Jamaican Patois, also known as Patwa and Jamaican Creole, is the most widely spoken language in the country. Compared to a reported 50,000 Jamaicans who speak English, there are 2.7 million who speak Jamaican Patois, a type of English creole that arose during the slave trade. A blend of African languages, English, Arawakan (the Aboriginal language of Jamaica), French, Chinese, Portuguese, Irish, Scottish and Spanish all combined to form Jamaican Patois. While it has been treated as a “lower” form of language for part of its history, it has since been reclaimed as a language of freedom and Jamaican independence.
Though Jamaican Patois existed largely as an oral language throughout much of its history, linguists and novelists have recently given form to its written legacy. And thanks to unique music genres like reggae and dancehall, it is now a global cultural export that people from all over the world are eager to learn and listen to. The Patois is not necessarily eagerly accepted by mainstream audiences, however. One of Jamaica’s biggest musical exports, Bob Marley, had commercial success that was predicated on swapping his Jamaican Patois for English that white audiences would be able to understand.

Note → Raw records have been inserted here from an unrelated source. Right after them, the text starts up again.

pub mod file_summary_request;
pub mod file_summary_response;
pub mod file_summary_route;
//! GitHub provider (REST v3) for raw file content.
//!
//! Endpoint used:
//!   * GET /repos/{owner}/{repo}/contents/{path}  (Accept: application/vnd.github.v3.raw)

use std::time::Duration;

use async_trait::async_trait;
use reqwest::{Client, header};
use tracing::{debug, warn};

use crate::{
    FileSource,
    errors::{GitRawFilesError, GitRawFilesResult},
};

pub const DEFAULT_GITHUB_API_BASE: &str = "https://api.github.com";
const USER_AGENT: &str = concat!("gitlore-backend/", env!("CARGO_PKG_VERSION"));
const RAW_ACCEPT: &str = "application/vnd.github.v3.raw";
const DEFAULT_TIMEOUT_SECS: u64 = 30;

/// Connection settings for [`GitHubClient`].
#[derive(Debug, Clone, PartialEq, Eq)]
pub struct GitHubConfig {
    /// API base without trailing slash, e.g. `https://api.github.com`.
    pub base_api: String,
    /// Optional token sent as `Authorization: Bearer <token>`.
    pub token: Option<String>,
}

impl Default for GitHubConfig {
    fn default() -> Self {
        Self {
            base_api: DEFAULT_GITHUB_API_BASE.to_string(),
            token: None,
        }
    }
}

impl GitHubConfig {
    /// Reads `GITHUB_API_BASE` and `GITHUB_TOKEN` through `env`; empty values count as unset.
    pub fn from_lookup(env: &dyn Fn(&str) -> Option<String>) -> Self {
        let non_empty = |k: &str| env(k).map(|v| v.trim().to_string()).filter(|v| !v.is_empty());
        Self {
            base_api: non_empty("GITHUB_API_BASE")
                .map(|b| b.trim_end_matches('/').to_string())
                .unwrap_or_else(|| DEFAULT_GITHUB_API_BASE.to_string()),
            token: non_empty("GITHUB_TOKEN"),
        }
    }
}

/// GitHub HTTP client wrapper.
#[derive(Debug, Clone)]
pub struct GitHubClient {
    http: Client,
    base_api: String,
    token: Option<String>,
}

impl GitHubClient {
    /// Builds a client with a stable user agent and a request timeout.
    pub fn new(cfg: GitHubConfig) -> GitRawFilesResult<Self> {
        if !(cfg.base_api.starts_with("http://") || cfg.base_api.starts_with("https://")) {
            return Err(GitRawFilesError::Config(format!(
                "base api url must start with http:// or https://, got {}",
                cfg.base_api
            )));
        }

        let http = Client::builder()
            .user_agent(USER_AGENT)
            .timeout(Duration::from_secs(DEFAULT_TIMEOUT_SECS))
            .build()
            .map_err(|e| GitRawFilesError::Config(e.to_string()))?;

        debug!("Creating GitHubClient with base_api={}", cfg.base_api);
        Ok(Self {
            http,
            base_api: cfg.base_api.trim_end_matches('/').to_string(),
            token: cfg.token,
        })
    }

    /// Contents API URL for `path` with every segment percent-encoded.
    fn contents_url(&self, owner: &str, repo: &str, path: &str) -> String {
        let encoded_path = path
            .split('/')
            .map(|seg| urlencoding::encode(seg).into_owned())
            .collect::<Vec<_>>()
            .join("/");
        format!(
            "{}/repos/{}/{}/contents/{}",
            self.base_api,
            urlencoding::encode(owner),
            urlencoding::encode(repo),
            encoded_path
        )
    }
}

/// Owner and repo must be single path segments; the path loses its leading `/`.
pub fn validate_location<'a>(
    owner: &'a str,
    repo: &'a str,
    path: &'a str,
) -> GitRawFilesResult<(&'a str, &'a str, &'a str)> {
    let owner = owner.trim();
    let repo = repo.trim();
    if owner.is_empty() || owner.contains('/') {
        return Err(GitRawFilesError::InvalidInput("owner must be a non-empty name without '/'"));
    }
    if repo.is_empty() || repo.contains('/') {
        return Err(GitRawFilesError::InvalidInput("repo must be a non-empty name without '/'"));
    }
    let path = path.trim().trim_start_matches('/');
    if path.is_empty() {
        return Err(GitRawFilesError::InvalidInput("path must not be empty"));
    }
    Ok((owner, repo, path))
}

#[async_trait]
impl FileSource for GitHubClient {
    async fn fetch_raw(&self, owner: &str, repo: &str, path: &str) -> GitRawFilesResult<String> {
        let (owner, repo, path) = validate_location(owner, repo, path)?;
        let url = self.contents_url(owner, repo, path);
        debug!("GitHub fetch_raw: url={}", url);

        let mut req = self.http.get(&url).header(header::ACCEPT, RAW_ACCEPT);
        if let Some(token) = &self.token {
            req = req.bearer_auth(token);
        }

        let resp = req.send().await?;
        let status = resp.status();
        if !status.is_success() {
            let retry_after_secs = resp
                .headers()
                .get(header::RETRY_AFTER)
                .and_then(|v| v.to_str().ok())
                .and_then(|v| v.trim().parse::<u64>().ok());
            warn!(%owner, %repo, %path, status = status.as_u16(), "GitHub raw fetch failed");
            return Err(GitRawFilesError::from_status(status.as_u16(), retry_after_secs));
        }

        let bytes = resp.bytes().await?;
        debug!(%path, bytes = bytes.len(), "GitHub raw file fetched");
        Ok(String::from_utf8_lossy(&bytes).into_owned())
    }
}
//! Provider-agnostic chat types and the [`ChatModel`] seam.

use async_trait::async_trait;
use chrono::{DateTime, Utc};
use serde::{Deserialize, Serialize};

use crate::error_handler::AiLlmError;

/// Author of a chat message.
#[derive(Debug, Clone, Copy, PartialEq, Eq, Serialize, Deserialize)]
#[serde(rename_all = "lowercase")]
pub enum ChatRole {
    System,
    User,
    Assistant,
}

impl ChatRole {
    pub fn as_str(self) -> &'static str {
        match self {
            ChatRole::System => "system",
            ChatRole::User => "user",
            ChatRole::Assistant => "assistant",
        }
    }
}

/// One message of a conversation sent to the model.
///
/// Messages are built per request and dropped once the completion returns.
#[derive(Debug, Clone, PartialEq, Serialize, Deserialize)]
#[serde(rename_all = "camelCase")]
pub struct ChatMessage {
    /// Stable label of the prompt that produced this message (e.g. `risk-prompt`).
    pub id: String,
    pub role: ChatRole,
    pub content: String,
    pub created_at: DateTime<Utc>,
}

impl ChatMessage {
    /// Creates a `user` message stamped with the current time.
    pub fn user(id: impl Into<String>, content: impl Into<String>) -> Self {
        Self {
            id: id.into(),
            role: ChatRole::User,
            content: content.into(),
            created_at: Utc::now(),
        }
    }
}

/// Per-call generation settings.
///
/// `model = None` selects the model configured for the service;
/// `max_tokens = None` leaves the limit to the provider.
#[derive(Debug, Clone, Default, PartialEq, Eq, Serialize, Deserialize)]
#[serde(rename_all = "camelCase")]
pub struct ChatConfig {
    #[serde(default, skip_serializing_if = "Option::is_none")]
    pub model: Option<String>,
    #[serde(default, skip_serializing_if = "Option::is_none")]
    pub max_tokens: Option<u32>,
    #[serde(default)]
    pub streaming: bool,
}

impl ChatConfig {
    /// Non-streaming config with a token cap, using the service default model.
    pub const fn with_max_tokens(max_tokens: u32) -> Self {
        Self {
            model: None,
            max_tokens: Some(max_tokens),
            streaming: false,
        }
    }
}

/// Input of a single completion call.
#[derive(Debug, Clone, PartialEq, Serialize, Deserialize)]
pub struct ChatRequest {
    pub messages: Vec<ChatMessage>,
    pub config: ChatConfig,
}

impl ChatRequest {
    pub fn new(messages: Vec<ChatMessage>, config: ChatConfig) -> Self {
        Self { messages, config }
    }

    /// Total characters across all message bodies; used for log fields.
    pub fn prompt_len(&self) -> usize {
        self.messages.iter().map(|m| m.content.chars().count()).sum()
    }
}

/// Raw text produced by the model for one request.
#[derive(Debug, Clone, Default, PartialEq, Eq, Serialize, Deserialize)]
pub struct Completion {
    pub content: String,
}

impl Completion {
    pub fn new(content: impl Into<String>) -> Self {
        Self {
            content: content.into(),
        }
    }
}

/// Boundary over the text-generation backend.
///
/// Implementations perform exactly one upstream call per invocation and do
/// not retry. Failures surface as [`AiLlmError`].
#[async_trait]
pub trait ChatModel: Send + Sync {
    async fn chat(&self, request: ChatRequest) -> Result<Completion, AiLlmError>;
}
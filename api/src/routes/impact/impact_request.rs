use serde::Deserialize;

use crate::core::http::lenient;

/// Request payload for /api/extension/impact.
#[derive(Debug, Deserialize)]
#[serde(rename_all = "camelCase")]
pub struct ImpactRequest {
    /// Selected code; `None` when absent, empty or not a string.
    #[serde(default, deserialize_with = "lenient::non_empty_string")]
    pub code_snippet: Option<String>,
}
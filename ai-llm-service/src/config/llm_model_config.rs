use crate::config::llm_provider::LlmProvider;

/// Connection and default generation settings for one provider.
///
/// Per-call settings (`model` override, `max_tokens`) travel in
/// [`ChatConfig`](crate::ChatConfig); the values here are the fallbacks.
///
/// # Examples
///
/// ```
/// use ai_llm_service::{LlmModelConfig, LlmProvider};
///
/// let cfg = LlmModelConfig {
///     provider: LlmProvider::Gemini,
///     model: "gemini-2.5-flash".to_string(),
///     endpoint: "https://generativelanguage.googleapis.com".to_string(),
///     api_key: Some("key".to_string()),
///     max_tokens: None,
///     temperature: None,
///     timeout_secs: Some(60),
/// };
/// assert_eq!(cfg.timeout_secs(), 60);
/// ```
#[derive(Debug, Clone, PartialEq)]
pub struct LlmModelConfig {
    /// The backend serving completions.
    pub provider: LlmProvider,

    /// Default model identifier (e.g. `"gemini-2.5-flash"`, `"qwen3:14b"`).
    pub model: String,

    /// Base URL of the provider API.
    pub endpoint: String,

    /// API key for providers that require one (Gemini).
    pub api_key: Option<String>,

    /// Token cap applied when a call does not set its own.
    pub max_tokens: Option<u32>,

    /// Sampling temperature.
    pub temperature: Option<f32>,

    /// Request timeout (in seconds).
    pub timeout_secs: Option<u64>,
}

impl LlmModelConfig {
    pub const DEFAULT_TIMEOUT_SECS: u64 = 60;

    /// Effective timeout, falling back to [`Self::DEFAULT_TIMEOUT_SECS`].
    pub fn timeout_secs(&self) -> u64 {
        self.timeout_secs.unwrap_or(Self::DEFAULT_TIMEOUT_SECS)
    }
}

Minority Languages in Jamaica
Besides English and Jamaican Patois, what language do Jamaicans speak, if any? Jamaica’s only living indigenous language is Arawakan, which is spoken by the Aboriginal population known as the Taino people.
There is also a small cluster of Kromanti speakers who are largely descendants of the Maroons of Moore Town, who were runaway slaves that lived independently in the mountains of Eastern Jamaica.
Jamaican Sign Language has roughly 7,500 speakers, which is by and large considered a dialect of American Sign Language, and there are approximately 40 speakers of Konchri Sain, otherwise known as Jamaican Country Sign Language.
There are also immigrant populations scattered throughout Jamaica who speak Portuguese, Spanish, Chinese and Arabic.